* Activity
Write out the whole listing exactly as it is written below.

* Entries provided
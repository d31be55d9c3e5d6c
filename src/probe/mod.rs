//! Remote value fetching
//!
//! A [`Prober`] performs one bounded, blocking fetch against a target and
//! returns either a value or a [`ProbeError`]. Monitors treat every error the
//! same way: no new data for this poll.

/// UDP stream presence detection
pub mod datagram;

/// Login-and-scrape probe for web-managed appliances
pub mod web;

/// Replayable prober for tests
#[cfg(test)]
pub mod scripted;

pub use datagram::DatagramProber;
#[cfg(test)]
pub use scripted::ScriptedProber;
pub use web::WebProber;

use crate::error::ProbeError;
use crate::snmp::Oid;
use std::fmt;
use std::sync::Arc;
use std::time::Duration;

/// Credentials presented to a target
#[derive(Debug, Clone, PartialEq, Eq)]
pub enum Credential {
    None,
    /// SNMP community string
    Community(String),
    /// Form login for web-managed units
    Login { username: String, password: String },
}

/// Connection parameters for one remote target
#[derive(Debug, Clone, PartialEq, Eq)]
pub struct Target {
    pub host: String,
    pub port: u16,
    pub credential: Credential,
}

impl Target {
    pub fn new(host: impl Into<String>, port: u16, credential: Credential) -> Self {
        Self {
            host: host.into(),
            port,
            credential,
        }
    }
}

impl fmt::Display for Target {
    fn fmt(&self, f: &mut fmt::Formatter<'_>) -> fmt::Result {
        write!(f, "{}:{}", self.host, self.port)
    }
}

/// What to fetch from a target
#[derive(Debug, Clone, PartialEq)]
pub enum Probe {
    /// SNMP GET of a single object
    Get(Oid),
    /// Wait for one datagram on the target address
    Datagram { timeout: Duration, max_size: usize },
    /// Log into a web page and read the cell following `label`
    PageField { path: String, label: String },
}

/// A raw value returned by a successful fetch
#[derive(Debug, Clone, PartialEq)]
pub enum ProbeValue {
    Integer(i64),
    Text(String),
    Presence(bool),
}

/// Which concrete prober a monitor needs
#[derive(Debug, Clone, Copy, PartialEq, Eq)]
pub enum Transport {
    /// The monitor never probes
    None,
    Snmp,
    Datagram,
    Http,
}

/// Performs a single synchronous fetch against a remote target
///
/// Implementations must bound the call with a timeout so an unreachable
/// device cannot stall its monitor indefinitely.
#[cfg_attr(test, mockall::automock)]
pub trait Prober: Send + Sync {
    fn fetch(&self, target: &Target, probe: &Probe) -> Result<ProbeValue, ProbeError>;
}

/// Prober for monitors that never fetch anything
#[derive(Debug, Default)]
pub struct NoProbe;

impl Prober for NoProbe {
    fn fetch(&self, target: &Target, _probe: &Probe) -> Result<ProbeValue, ProbeError> {
        Err(ProbeError::Unsupported(format!(
            "no prober available for {}",
            target
        )))
    }
}

/// One prober per transport, shared by all monitors that use it
#[derive(Clone)]
pub struct ProberSet {
    pub snmp: Arc<dyn Prober>,
    pub datagram: Arc<dyn Prober>,
    pub http: Arc<dyn Prober>,
    none: Arc<dyn Prober>,
}

impl ProberSet {
    pub fn new(snmp: Arc<dyn Prober>, datagram: Arc<dyn Prober>, http: Arc<dyn Prober>) -> Self {
        Self {
            snmp,
            datagram,
            http,
            none: Arc::new(NoProbe),
        }
    }

    /// Use the same prober for every transport
    pub fn uniform(prober: Arc<dyn Prober>) -> Self {
        Self::new(Arc::clone(&prober), Arc::clone(&prober), prober)
    }

    pub fn select(&self, transport: Transport) -> Arc<dyn Prober> {
        match transport {
            Transport::None => Arc::clone(&self.none),
            Transport::Snmp => Arc::clone(&self.snmp),
            Transport::Datagram => Arc::clone(&self.datagram),
            Transport::Http => Arc::clone(&self.http),
        }
    }
}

* Output for this task
repository d31be55d9c3e5d6c
filename src/probe/mod.rs
//! Remote value fetching
//!
//! A [`Prober`] performs one bounded, blocking fetch against a target and
//! returns either a value or a [`ProbeError`]. Monitors treat every error the
//! same way: no new data for this poll.

/// UDP stream presence detection
pub mod datagram;

/// Login-and-scrape probe for web-managed appliances
pub mod web;

/// Replayable prober for tests
#[cfg(test)]
pub mod scripted;

pub use datagram::DatagramProber;
#[cfg(test)]
pub use scripted::ScriptedProber;
pub use web::WebProber;

use crate::error::ProbeError;
use crate::snmp::Oid;
use std::fmt;
use std::sync::Arc;
use std::time::Duration;

/// Credentials presented to a target
#[derive(Debug, Clone, PartialEq, Eq)]
pub enum Credential {
    None,
    /// SNMP community string
    Community(String),
    /// Form login for web-managed units
    Login { username: String, password: String },
}

/// Connection parameters for one remote target
#[derive(Debug, Clone, PartialEq, Eq)]
pub struct Target {
    pub host: String,
    pub port: u16,
    pub credential: Credential,
}

impl Target {
    pub fn new(host: impl Into<String>, port: u16, credential: Credential) -> Self {
        Self {
            host: host.into(),
            port,
            credential,
        }
    }
}

impl fmt::Display for Target {
    fn fmt(&self, f: &mut fmt::Formatter<'_>) -> fmt::Result {
        write!(f, "{}:{}", self.host, self.port)
    }
}

/// What to fetch from a target
#[derive(Debug, Clone, PartialEq)]
pub enum Probe {
    /// SNMP GET of a single object
    Get(Oid),
    /// Wait for one datagram on the target address
    Datagram { timeout: Duration, max_size: usize },
    /// Log into a web page and read the cell following `label`
    PageField { path: String, label: String },
}

/// A raw value returned by a successful fetch
#[derive(Debug, Clone, PartialEq)]
pub enum ProbeValue {
    Integer(i64),
    Text(String),
    Presence(bool),
}

/// Which concrete prober a monitor needs
#[derive(Debug, Clone, Copy, PartialEq, Eq)]
pub enum Transport {
    /// The monitor never probes
    None,
    Snmp,
    Datagram,
    Http,
}

/// Performs a single synchronous fetch against a remote target
///
/// Implementations must bound the call with a timeout so an unreachable
/// device cannot stall its monitor indefinitely.
#[cfg_attr(test, mockall::automock)]
pub trait Prober: Send + Sync {
    fn fetch(&self, target: &Target, probe: &Probe) -> Result<ProbeValue, ProbeError>;
}

/// Prober for monitors that never fetch anything
#[derive(Debug, Default)]
pub struct NoProbe;

impl Prober for NoProbe {
    fn fetch(&self, target: &Target, _probe: &Probe) -> Result<ProbeValue, ProbeError> {
        Err(ProbeError::Unsupported(format!(
            "no prober available for {}",
            target
        )))
    }
}

/// One prober per transport, shared by all monitors that use it
#[derive(Clone)]
pub struct ProberSet {
    pub snmp: Arc<dyn Prober>,
    pub datagram: Arc<dyn Prober>,
    pub http: Arc<dyn Prober>,
    none: Arc<dyn Prober>,
}

impl ProberSet {
    pub fn new(snmp: Arc<dyn Prober>, datagram: Arc<dyn Prober>, http: Arc<dyn Prober>) -> Self {
        Self {
            snmp,
            datagram,
            http,
            none: Arc::new(NoProbe),
        }
    }

    /// Use the same prober for every transport
    pub fn uniform(prober: Arc<dyn Prober>) -> Self {
        Self::new(Arc::clone(&prober), Arc::clone(&prober), prober)
    }

    pub fn select(&self, transport: Transport) -> Arc<dyn Prober> {
        match transport {
            Transport::None => Arc::clone(&self.none),
            Transport::Snmp => Arc::clone(&self.snmp),
            Transport::Datagram => Arc::clone(&self.datagram),
            Transport::Http => Arc::clone(&self.http),
        }
    }
}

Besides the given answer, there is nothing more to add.